ASSIGNED TASK: Your job with the data below is to output exactly the lines from the one holding "filename promptdrop-core/src/gallery.rs" down to the one holding "Default, PartialEq, Eq, Serialize, Deserialize)]", both included, and no others.

(Records from a collection)
########################################

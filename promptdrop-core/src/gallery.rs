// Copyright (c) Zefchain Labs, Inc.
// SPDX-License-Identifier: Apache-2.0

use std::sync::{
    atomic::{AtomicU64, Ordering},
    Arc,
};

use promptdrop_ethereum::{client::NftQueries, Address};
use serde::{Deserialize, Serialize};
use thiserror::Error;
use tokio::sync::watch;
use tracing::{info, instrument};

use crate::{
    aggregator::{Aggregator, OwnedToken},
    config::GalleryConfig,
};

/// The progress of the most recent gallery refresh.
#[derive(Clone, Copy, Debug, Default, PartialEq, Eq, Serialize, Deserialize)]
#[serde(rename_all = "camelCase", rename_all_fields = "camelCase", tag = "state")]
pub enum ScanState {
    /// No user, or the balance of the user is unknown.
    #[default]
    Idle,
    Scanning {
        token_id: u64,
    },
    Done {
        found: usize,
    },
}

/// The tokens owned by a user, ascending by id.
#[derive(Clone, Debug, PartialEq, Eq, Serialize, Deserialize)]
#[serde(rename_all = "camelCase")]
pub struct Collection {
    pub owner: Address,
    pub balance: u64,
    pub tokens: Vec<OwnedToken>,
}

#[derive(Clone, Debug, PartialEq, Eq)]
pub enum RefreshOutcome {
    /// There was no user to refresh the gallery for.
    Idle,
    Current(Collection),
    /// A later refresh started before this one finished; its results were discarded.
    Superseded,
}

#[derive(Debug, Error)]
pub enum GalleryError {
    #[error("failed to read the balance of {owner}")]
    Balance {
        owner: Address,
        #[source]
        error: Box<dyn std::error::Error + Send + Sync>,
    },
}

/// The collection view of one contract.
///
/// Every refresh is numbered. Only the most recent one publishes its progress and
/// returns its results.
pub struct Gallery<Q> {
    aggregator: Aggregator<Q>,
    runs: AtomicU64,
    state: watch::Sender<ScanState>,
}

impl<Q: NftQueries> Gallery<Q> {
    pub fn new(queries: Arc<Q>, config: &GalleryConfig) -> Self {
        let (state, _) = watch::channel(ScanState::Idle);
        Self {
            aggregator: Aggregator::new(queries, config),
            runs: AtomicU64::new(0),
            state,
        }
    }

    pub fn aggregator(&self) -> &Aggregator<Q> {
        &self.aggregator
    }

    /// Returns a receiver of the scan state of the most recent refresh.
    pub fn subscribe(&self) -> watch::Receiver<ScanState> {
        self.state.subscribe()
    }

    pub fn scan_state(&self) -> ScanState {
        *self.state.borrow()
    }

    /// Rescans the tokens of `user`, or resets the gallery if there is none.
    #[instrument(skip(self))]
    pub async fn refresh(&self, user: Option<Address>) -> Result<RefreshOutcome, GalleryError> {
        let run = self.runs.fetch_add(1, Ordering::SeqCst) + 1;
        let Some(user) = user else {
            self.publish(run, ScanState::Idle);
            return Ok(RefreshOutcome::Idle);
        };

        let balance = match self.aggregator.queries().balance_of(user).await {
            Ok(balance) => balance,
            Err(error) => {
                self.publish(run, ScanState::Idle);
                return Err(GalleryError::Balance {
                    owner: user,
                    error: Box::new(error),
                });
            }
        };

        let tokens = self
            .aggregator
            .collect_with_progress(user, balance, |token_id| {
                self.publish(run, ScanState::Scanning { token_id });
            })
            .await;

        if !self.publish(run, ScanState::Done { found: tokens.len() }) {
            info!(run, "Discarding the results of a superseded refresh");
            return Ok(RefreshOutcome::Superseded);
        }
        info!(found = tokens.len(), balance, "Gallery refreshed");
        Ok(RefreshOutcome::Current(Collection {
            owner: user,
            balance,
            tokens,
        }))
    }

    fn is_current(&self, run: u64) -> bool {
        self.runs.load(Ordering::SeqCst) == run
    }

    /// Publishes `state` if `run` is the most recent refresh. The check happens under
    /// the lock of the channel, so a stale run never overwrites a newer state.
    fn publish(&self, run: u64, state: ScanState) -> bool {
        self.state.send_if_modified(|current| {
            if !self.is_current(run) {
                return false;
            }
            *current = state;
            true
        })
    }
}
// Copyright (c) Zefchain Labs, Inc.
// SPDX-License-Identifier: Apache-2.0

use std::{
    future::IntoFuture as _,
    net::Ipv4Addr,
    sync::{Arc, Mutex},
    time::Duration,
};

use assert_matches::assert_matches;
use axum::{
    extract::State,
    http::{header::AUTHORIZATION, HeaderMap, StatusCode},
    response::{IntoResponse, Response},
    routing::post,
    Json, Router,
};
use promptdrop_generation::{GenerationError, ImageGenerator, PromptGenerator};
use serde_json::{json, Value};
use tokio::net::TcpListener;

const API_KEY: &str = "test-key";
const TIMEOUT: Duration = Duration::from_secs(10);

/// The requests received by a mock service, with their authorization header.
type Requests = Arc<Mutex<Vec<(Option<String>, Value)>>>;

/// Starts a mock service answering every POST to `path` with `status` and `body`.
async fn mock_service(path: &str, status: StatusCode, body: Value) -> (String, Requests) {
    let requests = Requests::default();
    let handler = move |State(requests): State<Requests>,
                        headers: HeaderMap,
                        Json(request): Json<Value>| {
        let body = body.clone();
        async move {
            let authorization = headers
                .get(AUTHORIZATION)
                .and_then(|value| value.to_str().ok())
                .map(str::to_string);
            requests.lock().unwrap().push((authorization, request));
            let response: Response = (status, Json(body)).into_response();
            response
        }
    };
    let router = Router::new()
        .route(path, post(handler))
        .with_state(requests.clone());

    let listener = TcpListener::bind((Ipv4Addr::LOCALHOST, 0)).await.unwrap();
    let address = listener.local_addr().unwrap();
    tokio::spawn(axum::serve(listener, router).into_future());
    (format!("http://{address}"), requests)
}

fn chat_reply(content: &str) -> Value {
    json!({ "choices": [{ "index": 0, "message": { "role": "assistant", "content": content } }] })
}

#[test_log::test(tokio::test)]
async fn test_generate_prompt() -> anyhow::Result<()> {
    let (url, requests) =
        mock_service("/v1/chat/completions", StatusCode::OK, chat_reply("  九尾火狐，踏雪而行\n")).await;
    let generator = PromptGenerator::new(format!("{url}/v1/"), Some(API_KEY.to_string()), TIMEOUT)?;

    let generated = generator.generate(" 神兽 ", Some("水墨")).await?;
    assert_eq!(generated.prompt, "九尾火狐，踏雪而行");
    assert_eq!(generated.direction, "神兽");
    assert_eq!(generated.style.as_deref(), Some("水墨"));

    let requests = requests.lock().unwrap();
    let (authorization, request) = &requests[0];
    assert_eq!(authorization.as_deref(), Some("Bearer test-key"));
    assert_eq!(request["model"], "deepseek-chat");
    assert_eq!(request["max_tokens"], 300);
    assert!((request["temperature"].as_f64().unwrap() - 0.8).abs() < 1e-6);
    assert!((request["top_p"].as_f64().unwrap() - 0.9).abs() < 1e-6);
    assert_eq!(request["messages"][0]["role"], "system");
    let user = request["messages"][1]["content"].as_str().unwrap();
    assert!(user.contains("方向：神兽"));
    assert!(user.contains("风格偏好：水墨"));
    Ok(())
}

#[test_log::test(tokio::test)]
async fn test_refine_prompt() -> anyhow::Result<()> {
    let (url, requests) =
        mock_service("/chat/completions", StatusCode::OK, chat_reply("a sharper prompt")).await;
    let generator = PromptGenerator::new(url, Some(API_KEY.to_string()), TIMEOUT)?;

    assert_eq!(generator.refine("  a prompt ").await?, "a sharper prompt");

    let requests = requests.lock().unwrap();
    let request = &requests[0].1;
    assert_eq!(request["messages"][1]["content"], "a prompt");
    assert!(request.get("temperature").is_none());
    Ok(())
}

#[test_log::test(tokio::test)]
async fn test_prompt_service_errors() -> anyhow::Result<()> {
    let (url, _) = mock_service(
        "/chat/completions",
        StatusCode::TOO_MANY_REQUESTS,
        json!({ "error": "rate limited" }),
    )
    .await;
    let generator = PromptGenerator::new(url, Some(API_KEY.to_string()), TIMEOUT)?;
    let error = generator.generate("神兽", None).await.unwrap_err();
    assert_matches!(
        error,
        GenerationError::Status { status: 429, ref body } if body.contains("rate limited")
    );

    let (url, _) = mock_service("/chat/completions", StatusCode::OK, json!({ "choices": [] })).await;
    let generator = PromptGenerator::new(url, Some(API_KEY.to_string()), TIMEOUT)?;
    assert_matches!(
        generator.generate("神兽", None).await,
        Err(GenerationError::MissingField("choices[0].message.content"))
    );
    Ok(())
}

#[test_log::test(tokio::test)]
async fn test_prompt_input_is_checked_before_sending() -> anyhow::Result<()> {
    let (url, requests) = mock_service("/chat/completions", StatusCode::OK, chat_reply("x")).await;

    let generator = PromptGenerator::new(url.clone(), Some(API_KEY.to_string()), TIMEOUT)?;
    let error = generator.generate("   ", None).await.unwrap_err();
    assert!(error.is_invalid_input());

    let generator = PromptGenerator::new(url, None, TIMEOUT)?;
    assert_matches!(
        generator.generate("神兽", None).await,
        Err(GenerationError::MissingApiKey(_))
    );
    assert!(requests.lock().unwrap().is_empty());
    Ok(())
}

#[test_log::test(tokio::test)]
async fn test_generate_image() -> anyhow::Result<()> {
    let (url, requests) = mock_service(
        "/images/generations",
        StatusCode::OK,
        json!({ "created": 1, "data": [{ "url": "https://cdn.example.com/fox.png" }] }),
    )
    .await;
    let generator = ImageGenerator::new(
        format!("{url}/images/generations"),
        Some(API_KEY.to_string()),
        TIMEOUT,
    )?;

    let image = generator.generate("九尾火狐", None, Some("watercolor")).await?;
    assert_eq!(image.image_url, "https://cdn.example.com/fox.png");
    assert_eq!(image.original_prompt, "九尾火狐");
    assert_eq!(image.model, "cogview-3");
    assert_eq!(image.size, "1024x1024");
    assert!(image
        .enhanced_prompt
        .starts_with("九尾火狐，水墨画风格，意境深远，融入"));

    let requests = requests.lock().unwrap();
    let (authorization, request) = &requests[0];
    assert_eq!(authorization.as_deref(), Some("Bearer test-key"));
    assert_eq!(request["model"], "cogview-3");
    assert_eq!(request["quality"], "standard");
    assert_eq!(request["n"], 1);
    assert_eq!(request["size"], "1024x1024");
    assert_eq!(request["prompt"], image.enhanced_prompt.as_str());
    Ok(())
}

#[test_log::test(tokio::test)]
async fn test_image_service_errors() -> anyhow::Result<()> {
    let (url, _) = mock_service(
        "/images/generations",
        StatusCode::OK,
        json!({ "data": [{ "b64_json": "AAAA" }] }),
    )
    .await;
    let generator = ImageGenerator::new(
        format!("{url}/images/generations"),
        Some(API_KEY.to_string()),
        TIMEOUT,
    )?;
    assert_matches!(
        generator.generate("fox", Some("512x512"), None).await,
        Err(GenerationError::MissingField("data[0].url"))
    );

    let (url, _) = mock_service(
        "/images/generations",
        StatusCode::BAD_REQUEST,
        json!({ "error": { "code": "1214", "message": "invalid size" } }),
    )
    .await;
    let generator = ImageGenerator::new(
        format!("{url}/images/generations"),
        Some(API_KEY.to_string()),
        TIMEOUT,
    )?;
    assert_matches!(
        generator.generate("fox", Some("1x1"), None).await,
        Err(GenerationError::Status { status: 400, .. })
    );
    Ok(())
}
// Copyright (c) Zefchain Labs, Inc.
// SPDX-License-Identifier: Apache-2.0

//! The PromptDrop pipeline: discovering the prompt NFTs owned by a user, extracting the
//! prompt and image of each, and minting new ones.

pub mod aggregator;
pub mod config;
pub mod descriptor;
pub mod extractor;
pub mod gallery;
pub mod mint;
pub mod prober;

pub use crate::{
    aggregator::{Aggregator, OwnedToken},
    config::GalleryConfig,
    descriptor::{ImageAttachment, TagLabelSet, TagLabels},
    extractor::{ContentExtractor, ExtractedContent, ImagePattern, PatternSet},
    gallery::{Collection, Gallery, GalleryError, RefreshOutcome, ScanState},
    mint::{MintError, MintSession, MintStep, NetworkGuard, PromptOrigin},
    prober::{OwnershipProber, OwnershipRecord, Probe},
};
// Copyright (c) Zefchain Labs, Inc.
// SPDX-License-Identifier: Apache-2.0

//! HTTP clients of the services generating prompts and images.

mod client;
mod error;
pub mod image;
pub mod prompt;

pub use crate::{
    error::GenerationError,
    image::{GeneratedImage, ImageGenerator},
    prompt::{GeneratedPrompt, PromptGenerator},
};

########################################

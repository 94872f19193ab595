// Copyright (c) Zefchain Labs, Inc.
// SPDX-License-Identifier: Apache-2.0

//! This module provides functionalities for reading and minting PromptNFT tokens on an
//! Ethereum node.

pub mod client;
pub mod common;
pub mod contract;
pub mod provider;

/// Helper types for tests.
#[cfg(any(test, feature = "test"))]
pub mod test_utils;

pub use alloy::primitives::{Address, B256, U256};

########################################

TASK SOLUTION:
filename promptdrop-core/src/gallery.rs
// Copyright (c) Zefchain Labs, Inc.
// SPDX-License-Identifier: Apache-2.0

use std::sync::{
    atomic::{AtomicU64, Ordering},
    Arc,
};

use promptdrop_ethereum::{client::NftQueries, Address};
use serde::{Deserialize, Serialize};
use thiserror::Error;
use tokio::sync::watch;
use tracing::{info, instrument};

use crate::{
    aggregator::{Aggregator, OwnedToken},
    config::GalleryConfig,
};

/// The progress of the most recent gallery refresh.
#[derive(Clone, Copy, Debug, Default, PartialEq, Eq, Serialize, Deserialize)]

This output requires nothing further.